Wij moeten God, de universaliteit, bereiken via deze beeltenissen, maar de onbegrensde rijkdom van de universele goddelijkheid vinden wij slechts wanneer de ziel haar kennis ontvouwt.
In de ziel kunnen de zeven grenzen overschreden worden, mits zij bereid is te transfigureren via de zeven herscheppingen.
Het zij de geestelijke zoeker tot troost dat zodra de eerste om-zetting voltrokken is de andere werkingen automatisch volgen.
Het gaat slechts om de eerste stap, het goede begin, "het Eerste Uur", zegt Apollonius van Tyana.
Het gaat om het tot aanschijn brengen van de eerste dag: het voortbrengen van de Mater Materiae waarbij de Geest over de wateren zweeft.
Voor hem, die het verstaan kan, is de oplossing zeer eenvoudig.
Voor hem, die het niet verstaat is de oplossing een onoverkomelijke barricade.
Beweeg daarom niet in het egocentrische denken, noch in het egocentrische gevoelen, maar wordt gelijk de leeuwenwelp, het symbool van de persoonlijkheid, hij is dood bij de geboorte en kan slechts ontwaken door het vreselijke gebrul van zijn ouders, schrijft Paracelsus.
Luistert het ego naar het gebrul van de materie, zijn vader- moeder, dan wordt hij tot een schijnkoning, een laffe aanvaller, een heerser en een pronker.
Vergeet echter dit zinnebeeld niet: de leeuw is dood bij zijn geboorte.
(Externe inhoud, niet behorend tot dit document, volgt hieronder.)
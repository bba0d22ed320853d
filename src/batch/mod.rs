use std::{
    panic::{self, AssertUnwindSafe},
    sync::Arc,
};

use chrono::NaiveDate;
use serde::Serialize;
use tracing::{debug, warn};

use crate::{
    analytics::{self, DrawdownRecord, RiskRatio, Weighting, error::AnalyticsError},
    config::AnalyticsConfig,
    db::Database,
    frequency, period,
    period::ResolvedRange,
    series::PriceSeries,
    shared::{DrawdownRank, ErrorKind, LambdaFactor},
};

pub(crate) mod error;

use error::{BatchError, Result};

/// Why a single batch item has no value.
#[derive(Debug, Clone, PartialEq, Eq, Serialize)]
pub struct ItemError {
    pub kind: ErrorKind,
    pub message: String,
}

impl From<&AnalyticsError> for ItemError {
    fn from(err: &AnalyticsError) -> Self {
        Self {
            kind: err.kind(),
            message: err.to_string(),
        }
    }
}

/// The asset, price type and period expressions a batch call is evaluated over.
///
/// Period starts and ends are parallel: item `i` covers `period_starts[i]` to `period_ends[i]`.
/// A missing end means `Latest`; a missing start fails that item.
#[derive(Debug, Clone, PartialEq, Eq)]
pub struct PeriodBatch {
    asset_code: String,
    price_type: String,
    currency: Option<String>,
    period_starts: Vec<Option<String>>,
    period_ends: Vec<Option<String>>,
}

impl PeriodBatch {
    pub fn new(asset_code: impl Into<String>, price_type: impl Into<String>) -> Self {
        Self {
            asset_code: asset_code.into(),
            price_type: price_type.into(),
            currency: None,
            period_starts: Vec::new(),
            period_ends: Vec::new(),
        }
    }

    pub fn asset_code(&self) -> &str {
        &self.asset_code
    }

    pub fn price_type(&self) -> &str {
        &self.price_type
    }

    pub fn currency(&self) -> Option<&str> {
        self.currency.as_deref()
    }

    pub fn period_starts(&self) -> &[Option<String>] {
        &self.period_starts
    }

    pub fn period_ends(&self) -> &[Option<String>] {
        &self.period_ends
    }

    /// Requests prices converted to `currency`. Not supported: every operation fails with
    /// [`ErrorKind::UnsupportedFeature`] when set.
    pub fn with_currency(mut self, currency: impl Into<String>) -> Self {
        self.currency = Some(currency.into());
        self
    }

    pub fn with_period_starts<I, S>(mut self, starts: I) -> Self
    where
        I: IntoIterator<Item = Option<S>>,
        S: Into<String>,
    {
        self.period_starts = starts.into_iter().map(|s| s.map(Into::into)).collect();
        self
    }

    pub fn with_period_ends<I, S>(mut self, ends: I) -> Self
    where
        I: IntoIterator<Item = Option<S>>,
        S: Into<String>,
    {
        self.period_ends = ends.into_iter().map(|s| s.map(Into::into)).collect();
        self
    }

    /// Appends one item covering `start` to `end`.
    pub fn with_period(mut self, start: impl Into<String>, end: impl Into<String>) -> Self {
        self.period_starts.push(Some(start.into()));
        self.period_ends.push(Some(end.into()));
        self
    }

    fn check_lengths(&self, extra: Option<(&'static str, usize)>) -> Result<usize> {
        let mut lengths = vec![
            ("period_starts", self.period_starts.len()),
            ("period_ends", self.period_ends.len()),
        ];
        lengths.extend(extra);

        let len = self.period_starts.len();
        if lengths.iter().any(|(_, l)| *l != len) {
            return Err(BatchError::MismatchedArrayLengths { lengths });
        }

        Ok(len)
    }

    fn range(
        &self,
        index: usize,
        series: &PriceSeries,
    ) -> analytics::error::Result<ResolvedRange> {
        let start = self.period_starts.get(index).and_then(Option::as_deref);
        let end = self.period_ends.get(index).and_then(Option::as_deref);

        Ok(period::resolve(start, end, series)?)
    }
}

#[derive(Debug, Clone, PartialEq, Serialize)]
pub struct ReturnsTable {
    pub rate_of_return: Vec<Option<f64>>,
    pub errors: Vec<Option<ItemError>>,
}

#[derive(Debug, Clone, PartialEq, Serialize)]
pub struct VolatilityTable {
    pub volatility: Vec<Option<f64>>,
    pub errors: Vec<Option<ItemError>>,
}

#[derive(Debug, Clone, PartialEq, Serialize)]
pub struct SharpeRatioTable {
    pub sharpe_ratio: Vec<Option<f64>>,
    pub rate_of_return: Vec<Option<f64>>,
    pub volatility: Vec<Option<f64>>,
    pub errors: Vec<Option<ItemError>>,
}

#[derive(Debug, Clone, PartialEq, Serialize)]
pub struct SortinoRatioTable {
    pub sortino_ratio: Vec<Option<f64>>,
    pub rate_of_return: Vec<Option<f64>>,
    pub downside_volatility: Vec<Option<f64>>,
    pub errors: Vec<Option<ItemError>>,
}

#[derive(Debug, Clone, PartialEq, Serialize)]
pub struct DrawdownsTable {
    pub drawdown_start: Vec<Option<NaiveDate>>,
    pub drawdown_end: Vec<Option<NaiveDate>>,
    pub drawdown_performance: Vec<Option<f64>>,
    pub recovery_days: Vec<Option<i64>>,
    pub errors: Vec<Option<ItemError>>,
}

/// Splits per-item results into a value column and an error column.
fn columns<T>(
    results: Vec<analytics::error::Result<T>>,
) -> (Vec<Option<T>>, Vec<Option<ItemError>>) {
    results
        .into_iter()
        .map(|result| match result {
            Ok(value) => (Some(value), None),
            Err(e) => (None, Some(ItemError::from(&e))),
        })
        .unzip()
}

/// Like [`columns`], but an item whose ratio alone is undefined keeps its value and reports the
/// ratio error.
fn ratio_columns(
    results: Vec<analytics::error::Result<RiskRatio>>,
) -> (Vec<Option<RiskRatio>>, Vec<Option<ItemError>>) {
    let (ratios, mut errors) = columns(results);

    for (ratio, error) in ratios.iter().zip(errors.iter_mut()) {
        if let Some(e) = ratio.as_ref().and_then(RiskRatio::ratio_error) {
            *error = Some(ItemError::from(e));
        }
    }

    (ratios, errors)
}

fn project<T, U>(values: &[Option<T>], field: impl Fn(&T) -> Option<U>) -> Vec<Option<U>> {
    values.iter().map(|value| value.as_ref().and_then(&field)).collect()
}

fn weighting(lambda_factor: Option<f64>) -> analytics::error::Result<Weighting> {
    let lambda = lambda_factor.map(LambdaFactor::try_from).transpose()?;
    Ok(Weighting::from(lambda))
}

/// Batch entry point for the historical performance operations.
///
/// Each operation loads the price series once, then evaluates every period item independently
/// and in input order. A failing item yields `None` in the value columns and an [`ItemError`] in
/// the `errors` column; it never aborts the call.
pub struct PerformanceAnalytics {
    db: Arc<Database>,
    config: AnalyticsConfig,
}

impl PerformanceAnalytics {
    pub fn new(db: Arc<Database>) -> Self {
        Self {
            db,
            config: AnalyticsConfig::default(),
        }
    }

    pub fn with_config(mut self, config: AnalyticsConfig) -> Self {
        self.config = config;
        self
    }

    pub fn config(&self) -> &AnalyticsConfig {
        &self.config
    }

    async fn load(
        &self,
        operation: &'static str,
        batch: &PeriodBatch,
        extra: Option<(&'static str, usize)>,
    ) -> Result<PriceSeries> {
        if batch.currency().is_some() {
            return Err(BatchError::UnsupportedFeature {
                feature: "Currency conversion",
            });
        }

        let items = batch.check_lengths(extra)?;

        debug!(
            operation,
            asset_code = batch.asset_code(),
            price_type = batch.price_type(),
            items,
            "running batch"
        );

        self.db
            .price_series(batch.asset_code(), batch.price_type())
            .await?
            .ok_or_else(|| BatchError::UnknownAssetOrPriceType {
                asset_code: batch.asset_code().to_string(),
                price_type: batch.price_type().to_string(),
            })
    }

    /// Evaluates `item` for every period in `batch`, isolating failures and panics per item.
    fn run_items<T, F>(
        &self,
        operation: &'static str,
        batch: &PeriodBatch,
        series: &PriceSeries,
        item: F,
    ) -> Vec<analytics::error::Result<T>>
    where
        F: Fn(usize, ResolvedRange) -> analytics::error::Result<T>,
    {
        (0..batch.period_starts.len())
            .map(|index| {
                let result = panic::catch_unwind(AssertUnwindSafe(|| {
                    let range = batch.range(index, series)?;
                    item(index, range)
                }))
                .map_err(|e| AnalyticsError::Panicked(e.into()))
                .and_then(|result| result);

                if let Err(e) = &result {
                    warn!(
                        operation,
                        asset_code = batch.asset_code(),
                        index,
                        kind = %e.kind(),
                        error = %e,
                        "batch item failed"
                    );
                }

                result
            })
            .collect()
    }

    /// Rate of return over each period.
    ///
    /// `normalization` and `compounding` default to the configured frequencies. A normalization of
    /// `NA` reports the simple, unannualized return.
    pub async fn historical_returns(
        &self,
        batch: &PeriodBatch,
        normalization: Option<&str>,
        compounding: Option<&str>,
    ) -> Result<ReturnsTable> {
        let series = self.load("historical_returns", batch, None).await?;

        let results = self.run_items("historical_returns", batch, &series, |_, range| {
            let freq = frequency::resolve(normalization, compounding, &self.config)?;
            analytics::rate_of_return(&series, range, freq, &self.config)
        });

        let (rate_of_return, errors) = columns(results);

        Ok(ReturnsTable {
            rate_of_return,
            errors,
        })
    }

    /// Rate of return over each period, scaled to `amount`.
    pub async fn historical_returns_dollar(
        &self,
        batch: &PeriodBatch,
        amount: f64,
        normalization: Option<&str>,
        compounding: Option<&str>,
    ) -> Result<ReturnsTable> {
        let series = self.load("historical_returns_dollar", batch, None).await?;

        let results = self.run_items("historical_returns_dollar", batch, &series, |_, range| {
            let freq = frequency::resolve(normalization, compounding, &self.config)?;
            let rate = analytics::rate_of_return(&series, range, freq, &self.config)?;
            Ok(analytics::dollar_return(rate, amount, &self.config))
        });

        let (rate_of_return, errors) = columns(results);

        Ok(ReturnsTable {
            rate_of_return,
            errors,
        })
    }

    /// Annualized volatility over each period, exponentially weighted when `lambda_factor` is
    /// set.
    pub async fn historical_volatility(
        &self,
        batch: &PeriodBatch,
        lambda_factor: Option<f64>,
    ) -> Result<VolatilityTable> {
        let series = self.load("historical_volatility", batch, None).await?;

        let results = self.run_items("historical_volatility", batch, &series, |_, range| {
            analytics::volatility(&series, range, weighting(lambda_factor)?, &self.config)
        });

        let (volatility, errors) = columns(results);

        Ok(VolatilityTable { volatility, errors })
    }

    /// Sharpe ratio over each period. `riskfree_rate` defaults to zero.
    pub async fn historical_sharpe_ratio(
        &self,
        batch: &PeriodBatch,
        normalization: Option<&str>,
        compounding: Option<&str>,
        lambda_factor: Option<f64>,
        riskfree_rate: Option<f64>,
    ) -> Result<SharpeRatioTable> {
        let series = self.load("historical_sharpe_ratio", batch, None).await?;

        let results = self.run_items("historical_sharpe_ratio", batch, &series, |_, range| {
            let freq = frequency::resolve(normalization, compounding, &self.config)?;
            analytics::sharpe_ratio(
                &series,
                range,
                freq,
                weighting(lambda_factor)?,
                riskfree_rate.unwrap_or(0.),
                &self.config,
            )
        });

        let (ratios, errors) = ratio_columns(results);

        Ok(SharpeRatioTable {
            sharpe_ratio: project(&ratios, RiskRatio::ratio),
            rate_of_return: project(&ratios, |r: &RiskRatio| Some(r.rate_of_return())),
            volatility: project(&ratios, RiskRatio::volatility),
            errors,
        })
    }

    /// Sortino ratio over each period. `riskfree_rate` defaults to zero.
    pub async fn historical_sortino_ratio(
        &self,
        batch: &PeriodBatch,
        normalization: Option<&str>,
        compounding: Option<&str>,
        lambda_factor: Option<f64>,
        riskfree_rate: Option<f64>,
    ) -> Result<SortinoRatioTable> {
        let series = self.load("historical_sortino_ratio", batch, None).await?;

        let results = self.run_items("historical_sortino_ratio", batch, &series, |_, range| {
            let freq = frequency::resolve(normalization, compounding, &self.config)?;
            analytics::sortino_ratio(
                &series,
                range,
                freq,
                weighting(lambda_factor)?,
                riskfree_rate.unwrap_or(0.),
                &self.config,
            )
        });

        let (ratios, errors) = ratio_columns(results);

        Ok(SortinoRatioTable {
            sortino_ratio: project(&ratios, RiskRatio::ratio),
            rate_of_return: project(&ratios, |r: &RiskRatio| Some(r.rate_of_return())),
            downside_volatility: project(&ratios, RiskRatio::volatility),
            errors,
        })
    }

    /// The drawdown at `ranks[i]` within each period, rank 1 being the deepest. A missing rank
    /// means 1.
    pub async fn historical_drawdowns(
        &self,
        batch: &PeriodBatch,
        ranks: &[Option<i64>],
    ) -> Result<DrawdownsTable> {
        let series = self
            .load("historical_drawdowns", batch, Some(("ranks", ranks.len())))
            .await?;

        let results = self.run_items("historical_drawdowns", batch, &series, |index, range| {
            let rank = match ranks.get(index).copied().flatten() {
                Some(rank) => DrawdownRank::try_from(rank)?,
                None => DrawdownRank::default(),
            };
            analytics::drawdown(&series, range, rank, &self.config)
        });

        let (records, errors) = columns(results);

        Ok(DrawdownsTable {
            drawdown_start: project(&records, |r: &DrawdownRecord| Some(r.peak_date())),
            drawdown_end: project(&records, |r: &DrawdownRecord| Some(r.trough_date())),
            drawdown_performance: project(&records, |r: &DrawdownRecord| Some(r.performance())),
            recovery_days: project(&records, |r: &DrawdownRecord| Some(r.recovery_days())),
            errors,
        })
    }
}

#[cfg(test)]
mod tests;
Voor de Lichtzoon is dit "dode" leeuwenlichaam een tijdelijke woonplaats, en er is hem nooit opgedragen de leeuw (de persoonlijkheid) te maken tot een heerser in het tehuis van de ziel.
Hij, die nog ontkomen kan aan het leeuwengebrul der materie, hij grijpe de kans voordat de tijden zich toesluiten.